Somalia is enduring its third consecutive poor rain season since late 2020 according to the latest Drought Bulletin issued by FAO’s Somalia Water and Land Information Management (FAO SWALIM) Unit in Mogadishu yesterday. The southern regions of Somalia are now enduring severe drought while the north-eastern regions of the country are facing a widespread moderate drought. If drought conditions are to worsen as expected in December 2021 and into the first quarter of 2022, it could lead to a similar situation witnessed in 2016/2017, FAO SWALIM said.
The impacts of climate change and variability in Somalia are major causes of the current climatic hazards that the country has faced over the last decade. “Climate change continues to induce recurrent droughts and erratic weather patterns resulting in widespread displacement, hunger, malnutrition and increased poverty. The negative rainfall anomalies, coupled with the outlook of depressed rainfalls in the country in November, indicate that they will not be enough to mitigate the drought conditions we’re witnessing,” said Ugo Leonardi, SWALIM Technical Adviser.
On the run from hunger as drought grips south, central Somalia
The severe drought conditions come at a time when an estimated 3.5 million Somalis already face acute food insecurity, and the number of severely malnourished children is also on the rise. The drought conditions triggered by failed rains have already destroyed crops and killed livestock. Farmers and herders are forced to walk increasingly long distances in search of pasture and water, and the drought has had a devastating impact on their lives and livelihoods. Some pastoral communities in Juba and Galmadug regions have already been displaced and are making their way to towns and IDP camps after losing most of their livestock.
In addition, the persistent drought conditions have contributed to rapidly declining household purchasing power. A situation that is worsening as international prices reached a ten year high in October with imported rice prices in northern and central Somalia up by 50 percent and the prices of maize and sorghum up 30-60 percent in southern markets due to low supply.
With current weather forecasts and persistent conflict present in parts of the country, food insecurity is projected to worsen significantly through May 2022, with many families expected to experience increased hunger and erosion of their capacity to cope with these multiple crises.
Doubling Down on Drought Response Efforts
Without urgent and scaled up support to the communities in these affected regions, the situation will likely deteriorate further in the first half of 2022. The increasing humanitarian needs are coming at the end of an already challenging year.
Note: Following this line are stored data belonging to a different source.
use crate::runtime::cast::{CallError, FromValue, IntoCallResult, Variadic};
use crate::runtime::value::{Value, ValueType};
use std::collections::HashMap;
use std::fmt;
use std::marker::PhantomData;
use std::sync::Arc;

/// Declared parameters of a callable.
#[derive(Clone, Debug, PartialEq, Eq)]
pub enum Params {
    /// Exactly these positional parameter types.
    Fixed(Vec<ValueType>),
    /// Any number of arguments of one element type.
    Variadic(ValueType),
}

impl Params {
    /// Fixed arity, `None` for variadic.
    pub fn arity(&self) -> Option<usize> {
        match self {
            Self::Fixed(tys) => Some(tys.len()),
            Self::Variadic(_) => None,
        }
    }

    /// Declared type of the parameter at `index`.
    pub fn type_at(&self, index: usize) -> Option<ValueType> {
        match self {
            Self::Fixed(tys) => tys.get(index).copied(),
            Self::Variadic(ty) => Some(*ty),
        }
    }
}

impl fmt::Display for Params {
    fn fmt(&self, f: &mut fmt::Formatter<'_>) -> fmt::Result {
        match self {
            Self::Fixed(tys) => {
                f.write_str("(")?;
                for (i, ty) in tys.iter().enumerate() {
                    if i > 0 {
                        f.write_str(", ")?;
                    }
                    write!(f, "{ty}")?;
                }
                f.write_str(")")
            }
            Self::Variadic(ty) => write!(f, "({ty}...)"),
        }
    }
}

/// An invocable implementation.
///
/// Implement this directly for host types that carry state; plain closures are registered
/// through [`Registry::register`] instead.
pub trait Callable: Send + Sync {
    /// Declared parameters. Must not change after registration.
    fn params(&self) -> Params;

    /// Invoke with already evaluated, already adapted positional arguments.
    fn invoke(&self, args: Vec<Value>) -> Result<Value, CallError>;
}

/// One registered implementation of a function name.
#[derive(Clone)]
pub struct Descriptor {
    name: String,
    params: Params,
    callable: Arc<dyn Callable>,
}

impl Descriptor {
    /// Wrap a callable under `name`, reading its parameters once.
    pub fn new(name: impl Into<String>, callable: impl Callable + 'static) -> Self {
        let params = callable.params();
        Self {
            name: name.into(),
            params,
            callable: Arc::new(callable),
        }
    }

    /// Function name.
    pub fn name(&self) -> &str {
        &self.name
    }

    /// Parameters captured at registration.
    pub fn params(&self) -> &Params {
        &self.params
    }

    /// Fixed arity, `None` for variadic.
    pub fn arity(&self) -> Option<usize> {
        self.params.arity()
    }

    /// Call the implementation.
    pub fn invoke(&self, args: Vec<Value>) -> Result<Value, CallError> {
        self.callable.invoke(args)
    }
}

impl fmt::Debug for Descriptor {
    fn fmt(&self, f: &mut fmt::Formatter<'_>) -> fmt::Result {
        f.debug_struct("Descriptor")
            .field("name", &self.name)
            .field("params", &self.params)
            .finish_non_exhaustive()
    }
}

/// Function table consulted by the evaluator.
///
/// Built by the host before evaluation; the evaluator only borrows it, so it cannot change
/// while an evaluation is running.
#[derive(Clone, Debug, Default)]
pub struct Registry {
    by_name: HashMap<String, Vec<Descriptor>>,
}

impl Registry {
    /// Empty registry.
    pub fn new() -> Self {
        Self::default()
    }

    /// Register a closure. Parameter types come from the closure's argument types.
    ///
    /// ```
    /// use compo::{Registry, Variadic};
    ///
    /// let mut reg = Registry::new();
    /// reg.register("add", |a: i32, b: i32| a + b)
    ///     .register_variadic("sum", |Variadic(xs): Variadic<i32>| xs.iter().sum::<i32>());
    /// assert_eq!(reg.lookup("add").len(), 1);
    /// ```
    pub fn register<Args, F>(&mut self, name: &str, f: F) -> &mut Self
    where
        F: IntoCallable<Args>,
        Args: 'static,
    {
        self.register_callable(name, FnCallable::new(f))
    }

    /// Register a uniform-variadic closure taking every argument as one `T`.
    pub fn register_variadic<T, R, F>(&mut self, name: &str, f: F) -> &mut Self
    where
        F: Fn(Variadic<T>) -> R + Send + Sync + 'static,
        R: IntoCallResult,
        T: FromValue + 'static,
    {
        self.register_callable(
            name,
            VariadicFn {
                f,
                _elem: PhantomData,
            },
        )
    }

    /// Register a host [`Callable`].
    pub fn register_callable(&mut self, name: &str, callable: impl Callable + 'static) -> &mut Self {
        self.register_descriptor(Descriptor::new(name, callable))
    }

    /// Register a prepared descriptor under its own name.
    pub fn register_descriptor(&mut self, desc: Descriptor) -> &mut Self {
        tracing::trace!(name = desc.name(), params = %desc.params(), "register function");
        self.by_name
            .entry(desc.name.clone())
            .or_default()
            .push(desc);
        self
    }

    /// Every descriptor registered under `name`, in registration order.
    pub fn lookup(&self, name: &str) -> &[Descriptor] {
        self.by_name.get(name).map(Vec::as_slice).unwrap_or(&[])
    }

    /// `true` when at least one descriptor exists for `name`.
    pub fn contains(&self, name: &str) -> bool {
        !self.lookup(name).is_empty()
    }

    /// Registered names, sorted.
    pub fn names(&self) -> Vec<&str> {
        let mut names: Vec<&str> = self.by_name.keys().map(String::as_str).collect();
        names.sort_unstable();
        names
    }

    /// Total number of descriptors.
    pub fn len(&self) -> usize {
        self.by_name.values().map(Vec::len).sum()
    }

    /// `true` when nothing is registered.
    pub fn is_empty(&self) -> bool {
        self.by_name.is_empty()
    }
}

/// Closures usable as callables. `Args` is a marker tuple of the parameter types.
pub trait IntoCallable<Args>: Send + Sync + 'static {
    /// Parameters derived from the closure signature.
    fn params() -> Params;

    /// Cast the arguments and call the closure.
    fn call(&self, args: Vec<Value>) -> Result<Value, CallError>;
}

struct FnCallable<F, Args> {
    f: F,
    _args: PhantomData<fn() -> Args>,
}

impl<F, Args> FnCallable<F, Args> {
    fn new(f: F) -> Self {
        Self {
            f,
            _args: PhantomData,
        }
    }
}

impl<F, Args> Callable for FnCallable<F, Args>
where
    F: IntoCallable<Args>,
    Args: 'static,
{
    fn params(&self) -> Params {
        F::params()
    }

    fn invoke(&self, args: Vec<Value>) -> Result<Value, CallError> {
        self.f.call(args)
    }
}

macro_rules! impl_into_callable {
    ($($ty:ident),*) => {
        impl<Func, Ret, $($ty,)*> IntoCallable<($($ty,)*)> for Func
        where
            Func: Fn($($ty),*) -> Ret + Send + Sync + 'static,
            Ret: IntoCallResult,
            $($ty: FromValue + 'static,)*
        {
            fn params() -> Params {
                Params::Fixed(vec![$($ty::TYPE),*])
            }

            #[allow(non_snake_case, unused_variables, unused_mut)]
            fn call(&self, args: Vec<Value>) -> Result<Value, CallError> {
                let expected = <[&str]>::len(&[$(stringify!($ty)),*]);
                let found = args.len();
                if found != expected {
                    return Err(CallError::Arity { expected, found });
                }
                let mut it = args.into_iter().enumerate();
                $(
                    let $ty = {
                        let (i, v) = it.next().ok_or(CallError::Arity { expected, found })?;
                        $ty::from_value(v).map_err(|e| e.at(i))?
                    };
                )*
                (self)($($ty),*).into_call_result()
            }
        }
    };
}

impl_into_callable!();
impl_into_callable!(A);
impl_into_callable!(A, B);
impl_into_callable!(A, B, C);
impl_into_callable!(A, B, C, D);

/// Uniform-variadic closure: every argument is cast to `T` and collected in order.
struct VariadicFn<F, T> {
    f: F,
    _elem: PhantomData<fn() -> T>,
}

impl<F, T, R> Callable for VariadicFn<F, T>
where
    F: Fn(Variadic<T>) -> R + Send + Sync + 'static,
    R: IntoCallResult,
    T: FromValue + 'static,
{
    fn params(&self) -> Params {
        Params::Variadic(T::TYPE)
    }

    fn invoke(&self, args: Vec<Value>) -> Result<Value, CallError> {
        let items = args
            .into_iter()
            .enumerate()
            .map(|(i, v)| T::from_value(v).map_err(|e| e.at(i)))
            .collect::<Result<Vec<T>, CallError>>()?;
        (self.f)(Variadic(items)).into_call_result()
    }
}

#[cfg(test)]
#[path = "../../tests/unit/runtime/registry.rs"]
mod tests;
Government, humanitarian and resource partners must step up to meet this latest challenge.
“The impact of the worsening drought on vulnerable rural populations is extremely worrying. Without rapid action by all actors, rural communities will face difficult choices in coming months as they become unable to feed their families,” said FAO Representative Etienne Peterschmitt. “in 2017 we were able to avert a devastating crisis in Somalia as a result of early action at scale thanks to substantial and timely commitments by resource partners. We must not forget these lessons now. It’s time again for the humanitarian community to double down on its response efforts to safeguard lives and livelihoods in Somalia,” he said.
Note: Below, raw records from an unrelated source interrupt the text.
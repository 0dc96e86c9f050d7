use crate::ast::{AccessNode, FunctionNode, Node};
use crate::runtime::cast::CallError;
use crate::runtime::registry::Registry;
use crate::runtime::resolve;
use crate::runtime::value::Value;
use rayon::prelude::*;

/// Evaluation failure. Evaluation stops at the first error.
#[derive(thiserror::Error, Debug)]
pub enum EvalError {
    /// No descriptor is registered under the name.
    #[error("unknown function '{name}'")]
    UnknownFunction {
        /// Function name as written.
        name: String,
    },

    /// Several descriptors exist but none fits the arguments.
    #[error("no overload of '{name}' accepts {arg_count} argument(s)")]
    UnresolvedOverload {
        /// Function name as written.
        name: String,
        /// Number of evaluated arguments.
        arg_count: usize,
    },

    /// Plain access on a null value.
    #[error("cannot access into null result of {node}")]
    NullAccess {
        /// Rendered target expression.
        node: String,
    },

    /// String key absent from a map.
    #[error("key '{key}' not found")]
    KeyNotFound {
        /// Requested key.
        key: String,
    },

    /// List position outside `0..length`.
    #[error("index {index} out of range for list of length {length}")]
    IndexOutOfRange {
        /// Requested position.
        index: i32,
        /// List length.
        length: usize,
    },

    /// Access target and index do not form a valid pair.
    #[error("type mismatch: expected {expected}, found {actual}")]
    TypeMismatch {
        /// What the access needed.
        expected: String,
        /// What it got.
        actual: String,
    },

    /// The selected callable failed.
    #[error("call to '{name}' failed: {source}")]
    Invocation {
        /// Function name as written.
        name: String,
        /// Failure reported by the callable.
        #[source]
        source: CallError,
    },
}

/// What a null-conditional access (`?[..]`) suppresses.
#[derive(Clone, Copy, Debug, Default, PartialEq, Eq, serde::Serialize, serde::Deserialize)]
#[serde(rename_all = "snake_case")]
pub enum NullConditional {
    /// Only a null target yields null; a missing key is still an error.
    TargetOnly,
    /// A null target, a missing key, or a target that cannot be indexed all yield null.
    #[default]
    Lenient,
}

/// Evaluator configuration.
#[derive(Clone, Copy, Debug, Default, PartialEq, Eq, serde::Serialize, serde::Deserialize)]
#[serde(default)]
pub struct EvalOptions {
    /// Semantics of `?[..]` and `?.member`.
    pub null_conditional: NullConditional,
    /// Evaluate batches on the rayon pool.
    pub parallel: bool,
    /// Size of the dedicated pool an [`Engine`](crate::Engine) builds once for parallel
    /// batches; `None` uses the global pool.
    pub threads: Option<usize>,
}

/// Tree-walking evaluator over a borrowed registry.
///
/// The registry cannot be modified while an evaluator holds it.
#[derive(Clone, Copy, Debug)]
pub struct Evaluator<'r> {
    registry: &'r Registry,
    opts: EvalOptions,
    pool: Option<&'r rayon::ThreadPool>,
}

impl<'r> Evaluator<'r> {
    /// Evaluator with default options.
    pub fn new(registry: &'r Registry) -> Self {
        Self::with_opts(registry, EvalOptions::default())
    }

    /// Evaluator with explicit options.
    pub fn with_opts(registry: &'r Registry, opts: EvalOptions) -> Self {
        Self {
            registry,
            opts,
            pool: None,
        }
    }

    /// Run parallel batches on `pool` instead of the global pool.
    pub fn with_pool(mut self, pool: &'r rayon::ThreadPool) -> Self {
        self.pool = Some(pool);
        self
    }

    /// Options in effect.
    pub fn opts(&self) -> EvalOptions {
        self.opts
    }

    /// Evaluate one tree.
    #[tracing::instrument(level = "debug", skip(self, node), fields(nodes = node.node_count()))]
    pub fn evaluate(&self, node: &Node) -> Result<Value, EvalError> {
        self.eval_node(node)
    }

    /// Evaluate independent trees, returning results in input order.
    ///
    /// With [`EvalOptions::parallel`] the trees are spread over rayon workers, on the pool
    /// attached with [`Evaluator::with_pool`] or else the global pool.
    pub fn evaluate_batch(&self, nodes: &[Node]) -> Vec<Result<Value, EvalError>> {
        if !self.opts.parallel || nodes.len() < 2 {
            return nodes.iter().map(|n| self.evaluate(n)).collect();
        }
        let run = || -> Vec<Result<Value, EvalError>> {
            nodes.par_iter().map(|n| self.evaluate(n)).collect()
        };
        match self.pool {
            Some(pool) => pool.install(run),
            None => run(),
        }
    }

    fn eval_node(&self, node: &Node) -> Result<Value, EvalError> {
        match node {
            Node::Value(lit) => Ok(Value::from(lit)),
            Node::Function(call) => self.eval_call(call),
            Node::Access(access) => self.eval_access(access),
        }
    }

    fn eval_call(&self, call: &FunctionNode) -> Result<Value, EvalError> {
        let name = call.name();
        let args = call
            .arguments()
            .iter()
            .map(|a| self.eval_node(a))
            .collect::<Result<Vec<_>, _>>()?;

        let candidates = self.registry.lookup(name);
        if candidates.is_empty() {
            return Err(EvalError::UnknownFunction {
                name: name.to_owned(),
            });
        }
        let Some(desc) = resolve::select(candidates, &args) else {
            return Err(EvalError::UnresolvedOverload {
                name: name.to_owned(),
                arg_count: args.len(),
            });
        };

        let args = resolve::adapt(desc, args);
        tracing::trace!(name, params = %desc.params(), "invoke");
        desc.invoke(args).map_err(|source| EvalError::Invocation {
            name: name.to_owned(),
            source,
        })
    }

    fn eval_access(&self, access: &AccessNode) -> Result<Value, EvalError> {
        let nulled = access.nulled();
        let target = self.eval_node(access.target())?;
        if target.is_null() {
            return if nulled {
                Ok(Value::Null)
            } else {
                Err(EvalError::NullAccess {
                    node: access.target().to_string(),
                })
            };
        }

        let index = self.eval_node(access.index())?;
        let lenient = nulled && self.opts.null_conditional == NullConditional::Lenient;
        match index_into(target, index) {
            Err(EvalError::KeyNotFound { .. } | EvalError::TypeMismatch { .. }) if lenient => {
                Ok(Value::Null)
            }
            other => other,
        }
    }
}

fn index_into(target: Value, index: Value) -> Result<Value, EvalError> {
    match (target, index) {
        (Value::Map(mut map), Value::String(key)) => match map.swap_remove(&key) {
            Some(v) => Ok(v),
            None => Err(EvalError::KeyNotFound { key }),
        },
        (Value::List(mut items), Value::Int(i)) => {
            let length = items.len();
            match usize::try_from(i).ok().filter(|&at| at < length) {
                Some(at) => Ok(items.swap_remove(at)),
                None => Err(EvalError::IndexOutOfRange { index: i, length }),
            }
        }
        (target, Value::String(_)) => Err(EvalError::TypeMismatch {
            expected: "map".to_owned(),
            actual: target.kind().to_owned(),
        }),
        (target, Value::Int(_)) => Err(EvalError::TypeMismatch {
            expected: "list".to_owned(),
            actual: target.kind().to_owned(),
        }),
        (_, index) => Err(EvalError::TypeMismatch {
            expected: "string or int index".to_owned(),
            actual: index.kind().to_owned(),
        }),
    }
}

/// Evaluate `node` against `registry` with default options.
pub fn evaluate(node: &Node, registry: &Registry) -> Result<Value, EvalError> {
    Evaluator::new(registry).evaluate(node)
}

#[cfg(test)]
#[path = "../../tests/unit/runtime/evaluator.rs"]
mod tests;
FAO urgently requires USD2.35 million to protect pastoralist assets through livestock treatment for 15 million animals and USD1.8 million to meet the food needs of 12,500 rural households in southern Somalia.
FAO emergency response in Somalia saves lives and livelihoods by providing cash transfers to vulnerable rural households to meet immediate food needs, while providing critically needed supplementary livestock feed, water and treatment to pastoral communities. Additionally, the emergency response provides drought tolerant seed varieties and supplementary irrigation to protect the livelihood of rural farming households.